Task statement:
Select all lines holding the word "PartialEq" from the entries that follow.

---------------

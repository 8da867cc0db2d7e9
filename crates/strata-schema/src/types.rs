//! Newtype wrappers for opaque string identifiers.
//!
//! They serialize as plain strings so they can sit directly in wire records.

use serde::{Deserialize, Serialize};
use std::fmt;
use std::ops::Deref;

macro_rules! string_newtype {
    ($(#[$meta:meta])* $name:ident) => {
        $(#[$meta])*
        #[derive(Debug, Clone, PartialEq, Eq, PartialOrd, Ord, Hash, Serialize, Deserialize)]
        #[serde(transparent)]
        pub struct $name(String);

        impl $name {
            /// Create a new instance from a string.
            pub fn new(s: impl Into<String>) -> Self {
                Self(s.into())
            }

            /// Return the inner string as a slice.
            pub fn as_str(&self) -> &str {
                &self.0
            }

            /// Consume self and return the inner `String`.
            pub fn into_inner(self) -> String {
                self.0
            }
        }

        impl Deref for $name {
            type Target = str;
            fn deref(&self) -> &str {
                &self.0
            }
        }

        impl fmt::Display for $name {
            fn fmt(&self, f: &mut fmt::Formatter<'_>) -> fmt::Result {
                f.write_str(&self.0)
            }
        }

        impl AsRef<str> for $name {
            fn as_ref(&self) -> &str {
                &self.0
            }
        }

        impl PartialEq<str> for $name {
            fn eq(&self, other: &str) -> bool {
                self.0 == other
            }
        }

        impl PartialEq<String> for $name {
            fn eq(&self, other: &String) -> bool {
                self.0 == *other
            }
        }

        impl PartialEq<$name> for String {
            fn eq(&self, other: &$name) -> bool {
                *self == other.0
            }
        }

        impl AsRef<std::path::Path> for $name {
            fn as_ref(&self) -> &std::path::Path {
                std::path::Path::new(&self.0)
            }
        }

        impl From<String> for $name {
            fn from(s: String) -> Self {
                Self(s)
            }
        }

        impl From<&str> for $name {
            fn from(s: &str) -> Self {
                Self(s.to_owned())
            }
        }
    };
}

string_newtype!(
    /// Opaque content identifier assigned to a template archive by the distribution service.
    TemplateId
);

#[cfg(test)]
mod tests {
    use super::*;

    #[test]
    fn template_id_display_and_as_ref() {
        let id = TemplateId::new("QmYwAPJzv5CZsnA");
        assert_eq!(id.to_string(), "QmYwAPJzv5CZsnA");
        assert_eq!(id.as_str(), "QmYwAPJzv5CZsnA");
        assert_eq!(AsRef::<str>::as_ref(&id), "QmYwAPJzv5CZsnA");
    }

    #[test]
    fn template_id_serializes_as_plain_string() {
        let id = TemplateId::new("abc");
        let json = serde_json::to_string(&id).unwrap();
        assert_eq!(json, "\"abc\"");
        let back: TemplateId = serde_json::from_str(&json).unwrap();
        assert_eq!(back, id);
    }

    #[test]
    fn template_id_compares_with_str() {
        let id = TemplateId::from("QmBase");
        assert!(id == *"QmBase");
        assert_eq!(String::from("QmBase"), id);
        assert_eq!(id.into_inner(), "QmBase");
    }
}
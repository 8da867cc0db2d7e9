use super::EXIT_SUCCESS;
use clap::CommandFactory;
use clap_complete::Shell;

#[allow(clippy::unnecessary_wraps)]
pub fn run<C: CommandFactory>(shell: Shell) -> Result<u8, String> {
    clap_complete::generate(shell, &mut C::command(), "strata", &mut std::io::stdout());
    Ok(EXIT_SUCCESS)
}
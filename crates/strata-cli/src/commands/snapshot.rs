use super::{json_pretty, ok_line, EXIT_SUCCESS};
use strata_core::Engine;

fn done(json: bool, action: &str, snapshot: &str) -> Result<u8, String> {
    if json {
        let payload = serde_json::json!({ "action": action, "snapshot": snapshot });
        println!("{}", json_pretty(&payload)?);
    } else {
        println!("{}", ok_line(&format!("{action} {snapshot}")));
    }
    Ok(EXIT_SUCCESS)
}

pub fn create(
    engine: &Engine,
    container: &str,
    partition: &str,
    label: &str,
    stop: bool,
    json: bool,
) -> Result<u8, String> {
    let id = engine
        .create_snapshot(container, partition, label, stop)
        .map_err(|e| e.to_string())?;
    done(json, "created", &id.to_string())
}

pub fn remove(
    engine: &Engine,
    container: &str,
    partition: &str,
    label: &str,
    json: bool,
) -> Result<u8, String> {
    let id = engine
        .remove_snapshot(container, partition, label)
        .map_err(|e| e.to_string())?;
    done(json, "removed", &id.to_string())
}

pub fn list(
    engine: &Engine,
    container: Option<&str>,
    partition: Option<&str>,
    json: bool,
) -> Result<u8, String> {
    let snapshots = engine
        .list_snapshots(container, partition)
        .map_err(|e| e.to_string())?;
    if json {
        println!("{}", json_pretty(&snapshots)?);
    } else if snapshots.is_empty() {
        println!("no snapshots");
    } else {
        for s in &snapshots {
            println!("{s}");
        }
    }
    Ok(EXIT_SUCCESS)
}

pub fn rollback(
    engine: &Engine,
    container: &str,
    partition: &str,
    label: &str,
    force: bool,
    stop: bool,
    json: bool,
) -> Result<u8, String> {
    let id = engine
        .rollback_snapshot(container, partition, label, force, stop)
        .map_err(|e| e.to_string())?;
    done(json, "rolled back to", &id.to_string())
}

---------------

Task solution:
        #[derive(Debug, Clone, PartialEq, Eq, PartialOrd, Ord, Hash, Serialize, Deserialize)]
        impl PartialEq<str> for $name {
        impl PartialEq<String> for $name {
        impl PartialEq<$name> for String {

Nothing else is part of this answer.